Saved entries:
════════

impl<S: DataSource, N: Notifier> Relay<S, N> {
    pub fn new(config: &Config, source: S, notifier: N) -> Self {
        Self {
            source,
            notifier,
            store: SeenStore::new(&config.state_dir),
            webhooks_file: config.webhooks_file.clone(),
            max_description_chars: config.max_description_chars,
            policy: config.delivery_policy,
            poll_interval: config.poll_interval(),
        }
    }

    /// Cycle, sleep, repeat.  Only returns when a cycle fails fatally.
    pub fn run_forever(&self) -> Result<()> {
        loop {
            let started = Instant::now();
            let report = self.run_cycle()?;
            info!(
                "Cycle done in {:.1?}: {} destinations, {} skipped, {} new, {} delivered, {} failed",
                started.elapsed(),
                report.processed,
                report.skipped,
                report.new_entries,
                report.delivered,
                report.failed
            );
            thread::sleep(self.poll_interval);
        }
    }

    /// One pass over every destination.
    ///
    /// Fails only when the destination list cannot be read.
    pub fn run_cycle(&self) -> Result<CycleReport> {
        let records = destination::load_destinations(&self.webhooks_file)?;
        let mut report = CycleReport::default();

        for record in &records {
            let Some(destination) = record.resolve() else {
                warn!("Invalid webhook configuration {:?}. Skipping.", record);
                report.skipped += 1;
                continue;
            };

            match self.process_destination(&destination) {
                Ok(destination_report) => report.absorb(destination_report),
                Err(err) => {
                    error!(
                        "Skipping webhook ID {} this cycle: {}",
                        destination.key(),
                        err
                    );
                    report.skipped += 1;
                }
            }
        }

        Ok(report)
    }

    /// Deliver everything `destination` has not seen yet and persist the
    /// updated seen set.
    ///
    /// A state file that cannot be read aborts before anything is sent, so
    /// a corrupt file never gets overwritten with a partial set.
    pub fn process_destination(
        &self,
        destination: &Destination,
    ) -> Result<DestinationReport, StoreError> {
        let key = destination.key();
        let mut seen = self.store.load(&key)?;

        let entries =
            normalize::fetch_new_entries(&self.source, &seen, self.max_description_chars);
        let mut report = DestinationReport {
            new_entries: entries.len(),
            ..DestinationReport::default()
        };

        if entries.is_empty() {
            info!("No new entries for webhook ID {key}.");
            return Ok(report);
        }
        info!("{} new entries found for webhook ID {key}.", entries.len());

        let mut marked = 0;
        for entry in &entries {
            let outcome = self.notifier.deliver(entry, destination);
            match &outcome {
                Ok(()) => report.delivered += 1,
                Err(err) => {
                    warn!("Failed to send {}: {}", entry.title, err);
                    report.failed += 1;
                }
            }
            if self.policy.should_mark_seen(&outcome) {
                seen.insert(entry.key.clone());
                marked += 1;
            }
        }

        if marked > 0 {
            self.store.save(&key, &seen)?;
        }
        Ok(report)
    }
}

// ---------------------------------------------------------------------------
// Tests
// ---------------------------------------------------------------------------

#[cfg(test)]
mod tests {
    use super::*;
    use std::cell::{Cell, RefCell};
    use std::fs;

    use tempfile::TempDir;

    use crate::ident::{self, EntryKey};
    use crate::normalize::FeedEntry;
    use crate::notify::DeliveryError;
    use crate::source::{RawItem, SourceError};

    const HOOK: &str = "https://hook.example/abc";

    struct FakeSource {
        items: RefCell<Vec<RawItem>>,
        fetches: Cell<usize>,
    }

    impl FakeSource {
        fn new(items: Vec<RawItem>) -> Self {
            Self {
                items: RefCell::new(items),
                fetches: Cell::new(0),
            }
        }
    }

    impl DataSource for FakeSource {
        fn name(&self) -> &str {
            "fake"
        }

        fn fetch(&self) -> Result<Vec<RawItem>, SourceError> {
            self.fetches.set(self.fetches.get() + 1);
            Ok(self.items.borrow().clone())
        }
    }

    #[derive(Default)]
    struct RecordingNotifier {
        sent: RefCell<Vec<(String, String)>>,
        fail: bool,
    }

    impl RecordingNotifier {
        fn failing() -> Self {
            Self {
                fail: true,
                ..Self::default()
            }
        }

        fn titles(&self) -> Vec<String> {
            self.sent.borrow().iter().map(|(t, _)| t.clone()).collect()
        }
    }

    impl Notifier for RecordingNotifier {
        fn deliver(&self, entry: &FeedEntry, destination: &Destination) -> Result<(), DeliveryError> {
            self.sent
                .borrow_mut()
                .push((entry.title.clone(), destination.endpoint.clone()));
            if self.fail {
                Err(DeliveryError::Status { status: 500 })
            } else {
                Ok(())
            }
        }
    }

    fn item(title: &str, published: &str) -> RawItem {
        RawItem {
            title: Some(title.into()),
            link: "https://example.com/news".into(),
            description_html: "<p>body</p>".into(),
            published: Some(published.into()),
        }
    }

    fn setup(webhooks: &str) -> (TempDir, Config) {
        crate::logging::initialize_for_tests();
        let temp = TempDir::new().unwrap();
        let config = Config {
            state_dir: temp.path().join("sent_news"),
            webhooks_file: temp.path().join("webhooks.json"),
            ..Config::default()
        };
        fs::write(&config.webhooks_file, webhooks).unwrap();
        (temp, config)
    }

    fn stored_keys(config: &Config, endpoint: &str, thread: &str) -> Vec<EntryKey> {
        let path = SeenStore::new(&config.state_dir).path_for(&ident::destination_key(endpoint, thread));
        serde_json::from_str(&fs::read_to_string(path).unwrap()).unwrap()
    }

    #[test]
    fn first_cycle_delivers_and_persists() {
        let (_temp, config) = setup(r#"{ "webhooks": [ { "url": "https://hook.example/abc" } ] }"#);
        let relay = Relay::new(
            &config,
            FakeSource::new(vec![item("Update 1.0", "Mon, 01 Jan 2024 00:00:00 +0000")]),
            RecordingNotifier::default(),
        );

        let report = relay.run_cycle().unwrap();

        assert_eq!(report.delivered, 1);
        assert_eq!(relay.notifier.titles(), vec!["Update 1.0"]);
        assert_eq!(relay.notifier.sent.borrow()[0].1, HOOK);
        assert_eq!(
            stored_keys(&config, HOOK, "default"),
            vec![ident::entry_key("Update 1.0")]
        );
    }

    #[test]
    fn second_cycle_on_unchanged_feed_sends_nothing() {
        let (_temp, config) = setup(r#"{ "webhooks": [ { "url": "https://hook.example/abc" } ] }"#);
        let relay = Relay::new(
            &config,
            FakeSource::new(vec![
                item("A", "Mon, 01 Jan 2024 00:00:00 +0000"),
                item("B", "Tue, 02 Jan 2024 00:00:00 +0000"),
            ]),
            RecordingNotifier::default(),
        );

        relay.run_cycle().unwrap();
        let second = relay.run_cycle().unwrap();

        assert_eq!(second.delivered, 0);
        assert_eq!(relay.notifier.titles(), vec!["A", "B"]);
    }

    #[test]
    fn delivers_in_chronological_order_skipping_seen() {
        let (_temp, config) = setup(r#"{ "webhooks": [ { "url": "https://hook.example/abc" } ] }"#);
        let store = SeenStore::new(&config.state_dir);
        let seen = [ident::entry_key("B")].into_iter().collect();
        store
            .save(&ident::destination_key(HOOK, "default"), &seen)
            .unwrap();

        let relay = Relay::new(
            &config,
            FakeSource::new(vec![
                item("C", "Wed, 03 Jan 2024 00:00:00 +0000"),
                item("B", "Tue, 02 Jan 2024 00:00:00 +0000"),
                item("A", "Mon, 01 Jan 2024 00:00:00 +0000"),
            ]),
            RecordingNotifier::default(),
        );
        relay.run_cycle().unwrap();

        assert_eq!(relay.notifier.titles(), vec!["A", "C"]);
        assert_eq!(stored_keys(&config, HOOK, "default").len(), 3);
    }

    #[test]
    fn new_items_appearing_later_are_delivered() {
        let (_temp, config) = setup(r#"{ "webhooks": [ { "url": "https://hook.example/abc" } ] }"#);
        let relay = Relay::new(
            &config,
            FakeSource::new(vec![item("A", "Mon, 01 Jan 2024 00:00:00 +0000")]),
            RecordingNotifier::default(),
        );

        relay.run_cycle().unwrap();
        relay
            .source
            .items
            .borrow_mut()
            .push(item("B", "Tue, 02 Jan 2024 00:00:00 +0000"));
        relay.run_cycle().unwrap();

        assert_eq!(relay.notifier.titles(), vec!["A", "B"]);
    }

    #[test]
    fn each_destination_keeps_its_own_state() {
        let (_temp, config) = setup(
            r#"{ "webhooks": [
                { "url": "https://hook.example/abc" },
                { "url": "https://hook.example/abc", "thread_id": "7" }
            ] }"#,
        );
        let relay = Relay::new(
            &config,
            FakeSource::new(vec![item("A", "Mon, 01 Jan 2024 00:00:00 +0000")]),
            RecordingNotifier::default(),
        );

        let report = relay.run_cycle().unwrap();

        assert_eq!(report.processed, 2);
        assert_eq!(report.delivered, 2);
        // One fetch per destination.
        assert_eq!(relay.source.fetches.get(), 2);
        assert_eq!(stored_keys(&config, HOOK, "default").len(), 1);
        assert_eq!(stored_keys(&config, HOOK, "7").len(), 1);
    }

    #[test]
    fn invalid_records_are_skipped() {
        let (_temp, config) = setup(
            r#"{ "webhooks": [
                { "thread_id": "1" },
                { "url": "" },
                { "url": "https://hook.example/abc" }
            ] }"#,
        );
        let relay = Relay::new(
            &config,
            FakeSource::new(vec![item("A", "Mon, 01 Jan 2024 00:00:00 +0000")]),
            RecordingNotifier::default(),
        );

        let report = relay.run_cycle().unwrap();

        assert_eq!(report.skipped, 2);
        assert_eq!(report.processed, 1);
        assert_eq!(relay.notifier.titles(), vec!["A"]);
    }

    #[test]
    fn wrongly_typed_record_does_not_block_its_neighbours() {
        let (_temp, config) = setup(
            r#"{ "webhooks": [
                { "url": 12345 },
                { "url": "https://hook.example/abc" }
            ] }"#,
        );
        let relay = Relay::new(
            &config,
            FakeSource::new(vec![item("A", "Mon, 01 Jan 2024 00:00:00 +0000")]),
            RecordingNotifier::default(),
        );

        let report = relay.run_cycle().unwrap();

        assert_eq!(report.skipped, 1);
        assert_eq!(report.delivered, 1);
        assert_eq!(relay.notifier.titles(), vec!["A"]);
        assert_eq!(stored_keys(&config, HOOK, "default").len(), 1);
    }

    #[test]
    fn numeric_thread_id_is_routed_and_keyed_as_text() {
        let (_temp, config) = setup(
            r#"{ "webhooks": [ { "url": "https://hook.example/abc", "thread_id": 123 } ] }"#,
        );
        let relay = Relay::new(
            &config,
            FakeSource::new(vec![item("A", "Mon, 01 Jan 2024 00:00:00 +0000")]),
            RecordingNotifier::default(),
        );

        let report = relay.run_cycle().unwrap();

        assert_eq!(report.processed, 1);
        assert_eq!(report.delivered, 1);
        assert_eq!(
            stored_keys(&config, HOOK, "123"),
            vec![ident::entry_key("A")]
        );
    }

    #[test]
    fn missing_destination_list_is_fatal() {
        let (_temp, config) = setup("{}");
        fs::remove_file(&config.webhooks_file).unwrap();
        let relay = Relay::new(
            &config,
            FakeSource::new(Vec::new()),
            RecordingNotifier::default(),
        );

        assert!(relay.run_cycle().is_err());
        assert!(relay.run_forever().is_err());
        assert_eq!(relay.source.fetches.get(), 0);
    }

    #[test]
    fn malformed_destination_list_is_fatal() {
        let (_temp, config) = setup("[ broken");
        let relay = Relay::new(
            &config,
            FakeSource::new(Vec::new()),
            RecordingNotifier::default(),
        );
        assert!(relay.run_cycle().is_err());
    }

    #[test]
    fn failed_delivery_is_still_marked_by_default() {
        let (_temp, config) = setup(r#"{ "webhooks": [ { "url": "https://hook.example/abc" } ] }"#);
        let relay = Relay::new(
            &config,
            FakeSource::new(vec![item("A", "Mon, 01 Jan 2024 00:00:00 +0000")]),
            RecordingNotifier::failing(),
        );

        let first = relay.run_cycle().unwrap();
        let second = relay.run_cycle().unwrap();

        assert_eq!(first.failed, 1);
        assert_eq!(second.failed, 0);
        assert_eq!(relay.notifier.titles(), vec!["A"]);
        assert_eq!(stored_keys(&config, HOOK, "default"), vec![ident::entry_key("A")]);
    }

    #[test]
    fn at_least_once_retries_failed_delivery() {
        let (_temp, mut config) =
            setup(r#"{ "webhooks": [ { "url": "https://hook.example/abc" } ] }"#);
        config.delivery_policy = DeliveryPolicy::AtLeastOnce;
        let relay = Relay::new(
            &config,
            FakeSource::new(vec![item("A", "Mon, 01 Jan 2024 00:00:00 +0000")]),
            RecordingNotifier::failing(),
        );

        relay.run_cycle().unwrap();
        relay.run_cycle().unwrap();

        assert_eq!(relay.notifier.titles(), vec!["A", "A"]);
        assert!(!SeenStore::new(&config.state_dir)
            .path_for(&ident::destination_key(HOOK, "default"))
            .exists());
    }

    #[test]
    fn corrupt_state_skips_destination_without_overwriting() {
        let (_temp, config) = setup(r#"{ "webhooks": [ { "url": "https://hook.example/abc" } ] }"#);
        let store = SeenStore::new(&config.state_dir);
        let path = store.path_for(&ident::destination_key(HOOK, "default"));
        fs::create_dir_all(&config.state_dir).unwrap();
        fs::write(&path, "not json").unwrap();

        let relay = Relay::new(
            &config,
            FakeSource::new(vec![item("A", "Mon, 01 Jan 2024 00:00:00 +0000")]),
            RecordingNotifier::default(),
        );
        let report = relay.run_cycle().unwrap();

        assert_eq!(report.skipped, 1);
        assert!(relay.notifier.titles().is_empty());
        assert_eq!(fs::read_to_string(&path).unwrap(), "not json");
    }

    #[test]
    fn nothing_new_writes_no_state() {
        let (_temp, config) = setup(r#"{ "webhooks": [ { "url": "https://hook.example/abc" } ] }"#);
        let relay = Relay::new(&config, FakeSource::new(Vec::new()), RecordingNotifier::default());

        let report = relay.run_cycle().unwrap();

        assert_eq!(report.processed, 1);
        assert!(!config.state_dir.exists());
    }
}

════════

## PROMPT
Lines containing the word "published" must be found in the data above and copied.

## RESPONSE TO THE TASK
    fn item(title: &str, published: &str) -> RawItem {
            published: Some(published.into()),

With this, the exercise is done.